Rousseau ya conocía la ruindad de los hombres cuando escribió su célebre Emilio. Vivía con el estigma de creer que había matado a su madre —murió en los días posteriores al parto—, y su padre lo abandonó tras consolarse en el catre de su cuñada. Comprendió Jean-Jacques que tendría que reaccionar cuando entró como aprendiz de un grabador que se habituó a pegarle palizas impunemente. A cambio, el nuevo Rousseau le robaría media despensa. Leía sin parar libros que más tarde su tutor quemaba. Se lanzó al vagabundeo hasta que se dejó prendar por varias mujeres. A la muerte de una de ellas, robó una cinta de plata, fue descubierto y acusó a la sirvienta. Su talento evidente le junta en París con los grandes: Diderot, Voltaire, D’Alembert… Pero con todos ellos acabará a palos. Estafa al embajador de Francia en Venecia. Se enamora de una criada con la que tiene cinco hijos, todos abandonados. Por su revolucionaria postura, tanto campesinos como patrones acaban pidiendo su cabeza: lo apedrean, lo vejan. En ese momento de degeneración llega el Emilio, y la tesis que presenta el ensayo es consecuente: el hombre es bueno por naturaleza, pero la sociedad lo corrompe sin remedio.
Contrapongo a Rousseau frente al lema «Saldremos mejores», acuñado por tanta gente, porque yo no lo creo así. Siguiendo la tesis del ilustrado, la crisis, la angustia y la psicosis a las que nos aboca esta pandemia nos convertirá en seres mucho más suspicaces, más desconfiados, más viles. Es ver a un hombre sin mascarilla y odiarlo como si hubiera exterminado a medio barrio. Es comprobar que el vecino del cuarto no aplaude y arrojar sobre él toda clase de paranoicas acusaciones. Como dice Bárbara Alpuente, el día que los niños salieron a la calle tras dos meses encerrados, media España odió a los padres por exponer a la sociedad con esas armas de destrucción infantiles, y la otra media respondió con no menos odio a la falta de compasión de la primera. Las ideologías, atenuadas en un primer momento por un falso afán solidario, reverberan y se incrustan en el día a día del confinado.

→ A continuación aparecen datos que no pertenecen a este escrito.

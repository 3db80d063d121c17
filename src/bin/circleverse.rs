//! Circleverse runner - builds a simulation, steps it, and reports
//!
//! All simulation logic lives in the library; this binary only drives
//! the core and writes its output.

use clap::Parser;
use std::io::Write;
use std::path::PathBuf;

use circleverse::core::error::Result;
use circleverse::scenario::ScenarioConfig;
use circleverse::sim::{self, month_records, Simulation, SimulationSnapshot};

#[derive(Parser, Debug)]
#[command(name = "circleverse", about = "Household wealth formation simulation")]
struct Args {
    /// Seed for all randomness in the run
    #[arg(long, default_value_t = 42)]
    seed: u64,

    /// Months to simulate
    #[arg(long, default_value_t = 120)]
    months: u32,

    /// TOML scenario file (default: the built-in three-town example)
    #[arg(long)]
    scenario: Option<PathBuf>,

    /// Random setup: number of communities and households per community
    #[arg(long, num_args = 2, value_names = ["COMMUNITIES", "HOUSEHOLDS"])]
    random: Option<Vec<u32>>,

    /// Write per-month household rows to this CSV file
    #[arg(long)]
    export: Option<PathBuf>,

    /// Write a JSON snapshot of the final state to this file
    #[arg(long)]
    snapshot: Option<PathBuf>,
}

fn main() -> Result<()> {
    tracing_subscriber::fmt()
        .with_env_filter(
            tracing_subscriber::EnvFilter::try_from_default_env()
                .unwrap_or_else(|_| "circleverse=info".into()),
        )
        .init();

    let args = Args::parse();

    let mut simulation = build_simulation(&args)?;
    tracing::info!(
        communities = simulation.communities.len(),
        months = args.months,
        seed = args.seed,
        "starting run"
    );

    simulation.run_until(args.months);

    print_report(&simulation);

    if let Some(path) = &args.export {
        write_csv(&simulation, path)?;
        println!("Exported rows to {}", path.display());
    }

    if let Some(path) = &args.snapshot {
        std::fs::write(path, SimulationSnapshot::of(&simulation).to_json())?;
        println!("Snapshot written to {}", path.display());
    }

    Ok(())
}

fn build_simulation(args: &Args) -> Result<Simulation> {
    if let Some(path) = &args.scenario {
        return ScenarioConfig::load(path)?.build(args.seed);
    }
    if let Some(random) = &args.random {
        return Ok(sim::random_simulation(random[0], random[1], args.seed));
    }
    Ok(sim::example_simulation(args.seed))
}

fn print_report(simulation: &Simulation) {
    println!("Month {}", simulation.current_month);
    println!("===============================");

    for community in &simulation.communities {
        println!(
            "{}: {} households, avg wealth {:.2}, gini {:.3}",
            community.id,
            community.households.len(),
            community.average_wealth,
            community.gini_coefficient(),
        );
    }

    match simulation.global_statistics() {
        Some(stats) => {
            println!(
                "Global: {} households in {} communities, avg {:.2}, total {:.2}, range [{:.2}, {:.2}]",
                stats.total_households,
                stats.total_communities,
                stats.average_wealth,
                stats.total_wealth,
                stats.min_wealth,
                stats.max_wealth,
            );
        }
        None => println!("Global: no households"),
    }
}

fn write_csv(simulation: &Simulation, path: &PathBuf) -> Result<()> {
    let mut file = std::fs::File::create(path)?;
    writeln!(
        file,
        "Month,Community_ID,Household_ID,Wealth,Income,Expenses,Num_Members,Num_Dependents,Location_X,Location_Y"
    )?;

    for record in month_records(simulation) {
        writeln!(
            file,
            "{},{},{},{},{},{},{},{},{},{}",
            record.month,
            record.community_id,
            record.household_id,
            record.wealth,
            record.income,
            record.expenses,
            record.member_count,
            record.dependent_count,
            record.location_x,
            record.location_y,
        )?;
    }

    Ok(())
}
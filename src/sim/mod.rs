//! Household Wealth Simulation
//!
//! The simulation core: members earn, households save, communities
//! aggregate, and the simulation steps everything month by month.
//! Presentation and file output consume this module's public state.

pub mod community;
pub mod export;
pub mod generation;
pub mod household;
pub mod member;
pub mod simulation;

pub use community::{Community, WealthDistribution};
pub use export::{month_records, MonthRecord, SimulationSnapshot};
pub use generation::{example_simulation, random_simulation};
pub use household::{Household, MonthOutcome, ShockKind};
pub use member::{Member, Occupation};
pub use simulation::{GlobalStatistics, Simulation};
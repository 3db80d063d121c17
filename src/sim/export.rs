//! Tabular export rows and state snapshots
//!
//! The core produces the rows; writing them to a CSV file is the
//! runner's job.

use serde::Serialize;

use crate::core::types::{CommunityId, HouseholdId, Month};
use crate::sim::community::Community;
use crate::sim::simulation::Simulation;

/// One (month, community, household) sample of the simulation history
#[derive(Debug, Clone, PartialEq, Serialize)]
pub struct MonthRecord {
    pub month: Month,
    pub community_id: CommunityId,
    pub household_id: HouseholdId,
    pub wealth: f64,
    pub income: f64,
    pub expenses: f64,
    pub member_count: usize,
    pub dependent_count: u32,
    pub location_x: f64,
    pub location_y: f64,
}

/// Flatten the per-household histories into export rows, one per
/// (elapsed month, community, household) with a wealth sample for that
/// month. Income and expenses default to 0.0 when a history is shorter
/// than expected; uneven lengths never panic.
pub fn month_records(sim: &Simulation) -> Vec<MonthRecord> {
    let mut records = Vec::new();

    for month in 0..sim.current_month {
        for community in &sim.communities {
            for household in &community.households {
                let m = month as usize;
                let Some(&wealth) = household.wealth_history.get(m) else {
                    continue;
                };

                records.push(MonthRecord {
                    month,
                    community_id: community.id.clone(),
                    household_id: household.id.clone(),
                    wealth,
                    income: household.income_history.get(m).copied().unwrap_or(0.0),
                    expenses: household.expense_history.get(m).copied().unwrap_or(0.0),
                    member_count: household.member_count(),
                    dependent_count: household.dependents,
                    location_x: household.location.x,
                    location_y: household.location.y,
                });
            }
        }
    }

    records
}

/// Serializable snapshot of simulation state for JSON output
#[derive(Debug, Clone, Serialize)]
pub struct SimulationSnapshot<'a> {
    pub current_month: Month,
    pub is_paused: bool,
    pub communities: &'a [Community],
}

impl<'a> SimulationSnapshot<'a> {
    pub fn of(sim: &'a Simulation) -> Self {
        Self {
            current_month: sim.current_month,
            is_paused: sim.is_paused,
            communities: &sim.communities,
        }
    }

    pub fn to_json(&self) -> String {
        serde_json::to_string_pretty(self).unwrap_or_else(|_| "{}".to_string())
    }
}

#[cfg(test)]
mod tests {
    use super::*;
    use crate::core::config::EconomyConfig;
    use crate::sim::generation::random_simulation;
    use crate::sim::household::Household;
    use crate::sim::member::{Member, Occupation};

    #[test]
    fn test_records_cover_every_month_and_household() {
        let mut sim = random_simulation(2, 4, 31);
        sim.step(6);

        let records = month_records(&sim);
        assert_eq!(records.len(), 6 * 2 * 4);

        // Months are emitted in order, every household each month
        assert_eq!(records[0].month, 0);
        assert_eq!(records.last().unwrap().month, 5);
    }

    #[test]
    fn test_records_empty_before_first_step() {
        let sim = random_simulation(1, 3, 31);
        assert!(month_records(&sim).is_empty());
    }

    #[test]
    fn test_uneven_histories_do_not_panic() {
        let mut sim = random_simulation(1, 2, 31);
        sim.step(4);

        // Truncate one household's income history to force the
        // out-of-range default path
        sim.communities[0].households[0].income_history.truncate(1);
        sim.communities[0].households[0].expense_history.clear();

        let records = month_records(&sim);
        assert_eq!(records.len(), 4 * 2);

        let truncated: Vec<&MonthRecord> = records
            .iter()
            .filter(|r| r.household_id == sim.communities[0].households[0].id)
            .collect();
        assert_eq!(truncated[1].income, 0.0);
        assert_eq!(truncated[0].expenses, 0.0);
    }

    #[test]
    fn test_snapshot_serializes() {
        let mut sim = Simulation::with_config(EconomyConfig::deterministic(), 1);
        sim.add_community(crate::sim::community::Community::new(
            CommunityId::new("Town"),
            100.0,
            1.0,
            1.0,
        ));
        let config = sim.config.clone();
        let household = Household::new(
            HouseholdId::new("Town_HH001"),
            vec![Member::new(35, Occupation::Professional, true)],
            0,
            0.20,
            0.0,
            &config,
        );
        sim.add_household(&CommunityId::new("Town"), household).unwrap();
        sim.step(2);

        let json = SimulationSnapshot::of(&sim).to_json();
        assert!(json.contains("\"current_month\": 2"));
        assert!(json.contains("Town_HH001"));
    }
}
use thiserror::Error;

#[derive(Error, Debug, Clone, PartialEq, Eq)]
pub enum MatmulError {
    #[error("failed to allocate {elements} elements for {what}")]
    AllocationFailure { what: &'static str, elements: usize },
    #[error("matmul dimension mismatch: [{m}x{k}] @ [{k2}x{n}] -> [{out_rows}x{out_cols}]")]
    InvalidDimensions {
        m: usize,
        k: usize,
        k2: usize,
        n: usize,
        out_rows: usize,
        out_cols: usize,
    },
    #[error("{what}: expected {rows}x{cols}={expected} elements, got {got}")]
    LengthMismatch {
        what: &'static str,
        rows: usize,
        cols: usize,
        expected: usize,
        got: usize,
    },
    #[error(
        "a {rows}x{cols} view at offset {offset} with stride {stride} does not fit in a buffer of length {len}"
    )]
    InvalidView {
        len: usize,
        offset: usize,
        rows: usize,
        cols: usize,
        stride: usize,
    },
    #[error("{rows} rows cannot be split evenly across {threads} workers")]
    UnevenPartition { rows: usize, threads: usize },
    #[error("worker for row block {block} failed: {reason}")]
    WorkerFailure { block: usize, reason: String },
    #[error("invalid configuration: {0}")]
    InvalidConfig(String),
}

pub type Result<T> = std::result::Result<T, MatmulError>;
//! Multi-threaded GEMM.
//!
//! The left operand and the output are cut into one contiguous row block per
//! thread; every thread runs the naive kernel on its block against the whole
//! right operand. Thread count is fixed by the caller and must divide the
//! number of rows.

pub mod row_blocks;

pub use row_blocks::{RowBlock, WorkItem, matmul_row_blocks_mt, partition_rows, plan_work};
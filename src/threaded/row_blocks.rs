//! Multi-threaded naive GEMM over contiguous row blocks.

use crate::error::{MatmulError, Result};
use crate::matrix::check_product_shapes;
use crate::matrix::naive_ijk::matmul_naive_ijk;
use crate::matrix::view::{MatrixView, MatrixViewMut};
use std::any::Any;
use std::thread;

/// Rows `[start, start + len)` of the left operand and the output, handled
/// by worker `index`.
#[derive(Debug, Clone, Copy, PartialEq, Eq)]
pub struct RowBlock {
    pub index: usize,
    pub start: usize,
    pub len: usize,
}

impl RowBlock {
    pub fn end(&self) -> usize {
        self.start + self.len
    }
}

/// Split `rows` into `threads` equal, contiguous, ordered blocks.
///
/// Fails with `UnevenPartition` if `threads` is zero or does not divide
/// `rows`. Remainder rows are never dropped or folded into a larger block.
pub fn partition_rows(rows: usize, threads: usize) -> Result<Vec<RowBlock>> {
    if threads == 0 || rows % threads != 0 {
        return Err(MatmulError::UnevenPartition { rows, threads });
    }

    let block_size = rows / threads;
    Ok((0..threads)
        .map(|index| RowBlock {
            index,
            start: index * block_size,
            len: block_size,
        })
        .collect())
}

/// Everything one worker needs: its slice of L, all of R, its slice of O.
#[derive(Debug)]
pub struct WorkItem<'l, 'r, 'o> {
    pub block: RowBlock,
    pub left: MatrixView<'l>,
    pub right: MatrixView<'r>,
    pub out: MatrixViewMut<'o>,
}

impl WorkItem<'_, '_, '_> {
    pub fn run(mut self) {
        matmul_naive_ijk(self.left, self.right, &mut self.out);
    }
}

/// Build one work item per row block. Nothing is written to `out`.
pub fn plan_work<'l, 'r, 'o>(
    left: MatrixView<'l>,
    right: MatrixView<'r>,
    out: MatrixViewMut<'o>,
    threads: usize,
) -> Result<Vec<WorkItem<'l, 'r, 'o>>> {
    check_product_shapes(&left, &right, &out)?;
    let blocks = partition_rows(left.rows(), threads)?;
    let out_blocks = out.split_rows(threads)?;

    blocks
        .into_iter()
        .zip(out_blocks)
        .map(|(block, out)| {
            Ok(WorkItem {
                block,
                left: left.row_block(block.start, block.len)?,
                right,
                out,
            })
        })
        .collect()
}

/// Row-block parallel matrix multiplication: O = L * R.
///
/// Splits the rows of `left` and `out` into `threads` equal blocks and runs
/// the naive kernel on each block in its own scoped thread. All threads share
/// the same read-only view of `right`; each owns a disjoint block of `out`,
/// so no locking is involved. The call returns after every worker has been
/// joined, and the result is bit-identical to
/// [`matmul_naive_ijk`] on the whole matrices.
///
/// Shape and partition errors are reported before any thread is spawned or
/// any element of `out` is written. A panicking worker, or one that could not
/// be spawned, fails the whole call with `WorkerFailure`; the remaining
/// workers are still joined before returning.
///
/// # Arguments
///
/// * `threads` - Number of workers; must divide `left.rows()`
pub fn matmul_row_blocks_mt(
    left: MatrixView<'_>,
    right: MatrixView<'_>,
    out: MatrixViewMut<'_>,
    threads: usize,
) -> Result<()> {
    let work = plan_work(left, right, out, threads)?;

    if left.rows() == 0 {
        return Ok(());
    }

    let jobs = work
        .into_iter()
        .map(|item| (item.block.index, move || item.run()))
        .collect();
    join_workers(jobs)
}

/// Spawn one named scoped thread per job and join them all.
///
/// Every spawned thread is joined before this returns, whatever happens to
/// the others. The first failing block (in block order) is reported.
fn join_workers<F>(jobs: Vec<(usize, F)>) -> Result<()>
where
    F: FnOnce() + Send,
{
    thread::scope(|s| {
        let handles: Vec<_> = jobs
            .into_iter()
            .map(|(block, job)| {
                let handle = thread::Builder::new()
                    .name(format!("matmul-block-{}", block))
                    .spawn_scoped(s, job);
                (block, handle)
            })
            .collect();

        let mut first_failure = None;
        for (block, handle) in handles {
            let outcome = match handle {
                Ok(handle) => handle.join().map_err(|payload| panic_message(&*payload)),
                Err(err) => Err(format!("spawn failed: {}", err)),
            };
            if let Err(reason) = outcome {
                first_failure.get_or_insert(MatmulError::WorkerFailure { block, reason });
            }
        }

        match first_failure {
            Some(err) => Err(err),
            None => Ok(()),
        }
    })
}

fn panic_message(payload: &(dyn Any + Send)) -> String {
    if let Some(msg) = payload.downcast_ref::<&str>() {
        msg.to_string()
    } else if let Some(msg) = payload.downcast_ref::<String>() {
        msg.clone()
    } else {
        "worker panicked".to_string()
    }
}
use criterion::{BenchmarkId, Criterion, Throughput, black_box, criterion_group, criterion_main};
use matmul_rowblock::random::random_matrix;
use matmul_rowblock::{multiply, multiply_parallel};
use rand::SeedableRng;
use rand::rngs::StdRng;

fn inputs(m: usize, k: usize, n: usize) -> (Vec<f32>, Vec<f32>) {
    let mut rng = StdRng::seed_from_u64(11);
    let mut a = vec![0.0f32; m * k];
    let mut b = vec![0.0f32; k * n];
    random_matrix(&mut rng, &mut a, m, k).unwrap();
    random_matrix(&mut rng, &mut b, k, n).unwrap();
    (a, b)
}

fn bench_naive_vs_threaded(c: &mut Criterion) {
    let mut group = c.benchmark_group("matmul_k64");
    group.sample_size(10);

    // Same tall-skinny shape as the runner, scaled down
    for size in [256usize, 512, 1024] {
        let (m, k, n) = (size, 64, size);
        let (a, b) = inputs(m, k, n);
        let mut out = vec![0.0f32; m * n];

        group.throughput(Throughput::Elements((2 * m * k * n) as u64));

        group.bench_with_input(BenchmarkId::new("naive", size), &size, |bench, _| {
            bench.iter(|| multiply(black_box(&a), black_box(&b), &mut out, m, k, n).unwrap());
        });

        for threads in [2usize, 4, 8] {
            group.bench_with_input(
                BenchmarkId::new(format!("row_block_{}t", threads), size),
                &size,
                |bench, _| {
                    bench.iter(|| {
                        multiply_parallel(black_box(&a), black_box(&b), &mut out, m, k, n, threads)
                            .unwrap()
                    });
                },
            );
        }
    }

    group.finish();
}

criterion_group!(benches, bench_naive_vs_threaded);
criterion_main!(benches);
//! Matrix views and the sequential kernel.
//!
//! The naive kernel is the correctness baseline and also the unit of work
//! each thread runs in the row-block parallel version.

pub mod naive_ijk;
pub mod view;

use crate::error::{MatmulError, Result};
use view::{MatrixView, MatrixViewMut};

/// Check that `left` (m × k) times `right` (k × n) fits into `out` (m × n).
pub fn check_product_shapes(
    left: &MatrixView<'_>,
    right: &MatrixView<'_>,
    out: &MatrixViewMut<'_>,
) -> Result<()> {
    if left.cols() != right.rows() || out.rows() != left.rows() || out.cols() != right.cols() {
        return Err(MatmulError::InvalidDimensions {
            m: left.rows(),
            k: left.cols(),
            k2: right.rows(),
            n: right.cols(),
            out_rows: out.rows(),
            out_cols: out.cols(),
        });
    }
    Ok(())
}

Las formaciones políticas, banderas de dichas ideologías, buscan atemperar los errores propios, alumbrando los de la acera contraria.
Por seguir con Rousseau, éste decía que el hombre pobre ama más el pan que la libertad, y me temo que tras esta pandemia saldremos escaldados de la segunda, suspirando por el primero. El contrato social, pacto tácito entre los que por aquí pululamos, que tiene su germen moderno en la obra homónima del ginebrino, salta por los aires en aras de una realidad controlada y rigurosa, donde el que escape al control y al rigor será señalado. Le achucharán una ley ad-hoc, como Rousseau achuchaba a su perro Sultán contra Hume cuando el filósofo escocés se burlaba de sus locuras, y prepárese el temerario. La realidad se nos aparecerá cruda, gris, cuesta arriba. Y nuestra manera de adaptarnos pinta como ha sido estas semanas: guerracivilista, rencorosa, tendente a la sospecha. ¿Saldremos mejores? Me gustaría pensar que sí, pero las luces del XVIII —y sus terribles sombras finiseculares— ya lo previeron todo.